The US markets closed higher on Thursday, led by advances in the materials and industrials sectors. Wall Street shares tracked fluctuations in crude-oil prices throughout much of the day, pushing stocks in and out of positive territory. On the economy front, initial jobless claims rose in the last week of January but remained at a very low level, suggesting the labor market is still sound despite a rocky start to 2016 for the US economy. New claims rose by 8,000 a seasonally adjusted 285,000 in the seven days stretching from January 24 to January 30. The four-week average of initial claims increased by 2,000 and stood at 284,750. The monthly number is viewed as a more reliable indicator of labor-market trends. Any number below 300,000 is historically considered a sign of a robust labor market, but claims are no longer falling rapidly, as they did from 2010 to 2015.
On the other hand, the productivity of US businesses fell at a 3% annual pace in the fourth quarter, marking the biggest decline in almost two years. Weak productivity growth has been a hallmark of the near-seven-year economic recovery. Productivity increased just 0.6% in 2015, less than one-third the average since the end of World War II. Rising productivity is the key to a better standard of living. Historically the US has grown at a 3%-plus rate, but the current expansion has been limited to 2% annual pace. Orders for goods manufactured in US factories slid 2.9% in December. Orders have fallen in four of the last five months as the manufacturing sector struggles with a stronger dollar and the energy slowdown.

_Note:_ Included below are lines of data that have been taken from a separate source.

//! Connection bootstrap for the tracker store.
//!
//! # Responsibility
//! - Open file or in-memory SQLite connections.
//! - Run schema migrations before handing out a usable connection.
//!
//! # Invariants
//! - Returned connections have migrations fully applied.
//! - Every open attempt emits exactly one terminal `db_open` event.

use super::migrations::apply_migrations;
use super::DbResult;
use log::{error, info};
use rusqlite::Connection;
use std::path::Path;
use std::time::{Duration, Instant};

/// Opens (or creates) the tracker database file and applies pending migrations.
///
/// # Side effects
/// - Creates the file when it does not exist.
/// - Emits `db_open` logging events with duration and status.
pub fn open_db(path: impl AsRef<Path>) -> DbResult<Connection> {
    open_with("file", || Connection::open(path))
}

/// Opens an in-memory database with the full schema applied.
///
/// Used by tests and the smoke probe; nothing survives the connection.
pub fn open_db_in_memory() -> DbResult<Connection> {
    open_with("memory", Connection::open_in_memory)
}

fn open_with(
    mode: &'static str,
    connect: impl FnOnce() -> rusqlite::Result<Connection>,
) -> DbResult<Connection> {
    let started_at = Instant::now();
    info!("event=db_open module=db status=start mode={mode}");

    let mut conn = match connect() {
        Ok(conn) => conn,
        Err(err) => {
            error!(
                "event=db_open module=db status=error mode={} duration_ms={} error_code=db_open_failed error={}",
                mode,
                started_at.elapsed().as_millis(),
                err
            );
            return Err(err.into());
        }
    };

    if let Err(err) = bootstrap_connection(&mut conn) {
        error!(
            "event=db_open module=db status=error mode={} duration_ms={} error_code=db_bootstrap_failed error={}",
            mode,
            started_at.elapsed().as_millis(),
            err
        );
        return Err(err);
    }

    info!(
        "event=db_open module=db status=ok mode={} duration_ms={}",
        mode,
        started_at.elapsed().as_millis()
    );
    Ok(conn)
}

fn bootstrap_connection(conn: &mut Connection) -> DbResult<()> {
    conn.busy_timeout(Duration::from_secs(5))?;
    apply_migrations(conn)?;
    Ok(())
}
use examtrack_core::db::{open_db, open_db_in_memory};
use examtrack_core::repo::json::{load_json_with_source, LoadSource, TASKS_KEY};
use examtrack_core::{load_json, save_json, KeyValueStore, SqliteKeyValueStore, Task};

#[test]
fn put_then_get_returns_latest_value() {
    let conn = open_db_in_memory().unwrap();
    let store = SqliteKeyValueStore::new(&conn);

    assert_eq!(store.get_raw("theme").unwrap(), None);
    store.put_raw("theme", "\"light\"").unwrap();
    store.put_raw("theme", "\"dark\"").unwrap();
    assert_eq!(store.get_raw("theme").unwrap().as_deref(), Some("\"dark\""));
}

#[test]
fn load_json_falls_back_on_missing_and_corrupt_documents() {
    let conn = open_db_in_memory().unwrap();
    let store = SqliteKeyValueStore::new(&conn);

    let (tasks, source) = load_json_with_source::<Vec<Task>, _>(&store, TASKS_KEY, Vec::new());
    assert!(tasks.is_empty());
    assert_eq!(source, LoadSource::Missing);

    store.put_raw(TASKS_KEY, "{not json").unwrap();
    let (tasks, source) = load_json_with_source::<Vec<Task>, _>(&store, TASKS_KEY, Vec::new());
    assert!(tasks.is_empty());
    assert_eq!(source, LoadSource::Corrupt);

    store.put_raw("goalAchieved", "\"yes\"").unwrap();
    assert!(!load_json(&store, "goalAchieved", false));
}

#[test]
fn documents_survive_reopening_the_file() {
    let dir = tempfile::tempdir().unwrap();
    let path = dir.path().join("examtrack.sqlite3");

    {
        let conn = open_db(&path).unwrap();
        let store = SqliteKeyValueStore::new(&conn);
        save_json(&store, TASKS_KEY, &vec![Task::new("read", "2025-05-05")]).unwrap();
    }

    let conn = open_db(&path).unwrap();
    let store = SqliteKeyValueStore::new(&conn);
    let tasks: Vec<Task> = load_json(&store, TASKS_KEY, Vec::new());
    assert_eq!(tasks.len(), 1);
    assert_eq!(tasks[0].name, "read");
}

Meanwhile, a top Federal Reserve official stated that he backs tougher stress tests for too big to fail banks including higher capital requirements that would make them even more binding. Boston Fed President Eric Rosengren, among the US central bank’s more influential regulators, added that those changes have significantly reduced the likelihood that so-called systemically important financial firms would fail. The United States adopted both stress tests and capital surcharges for banks in the wake of the 2007-2009 financial crisis when US investment bank Lehman Brothers collapsed and set off a deep global recession.
The Dow Jones Industrial Average added 79.92 points or 0.49 percent to 16,416.58, the Nasdaq was up 5.32 points or 0.12 percent to 4,509.56 while the S&P 500 gained by 2.92 points or 0.15 percent to 1,915.45.
The Indian ADRs closed in green; HDFC Bank was up 0.69%, Tata Motors was up 0.47%, Dr. Reddy’s Lab was up 0.19%, Infosys was up by 0.19% and Wipro was up by 0.15%.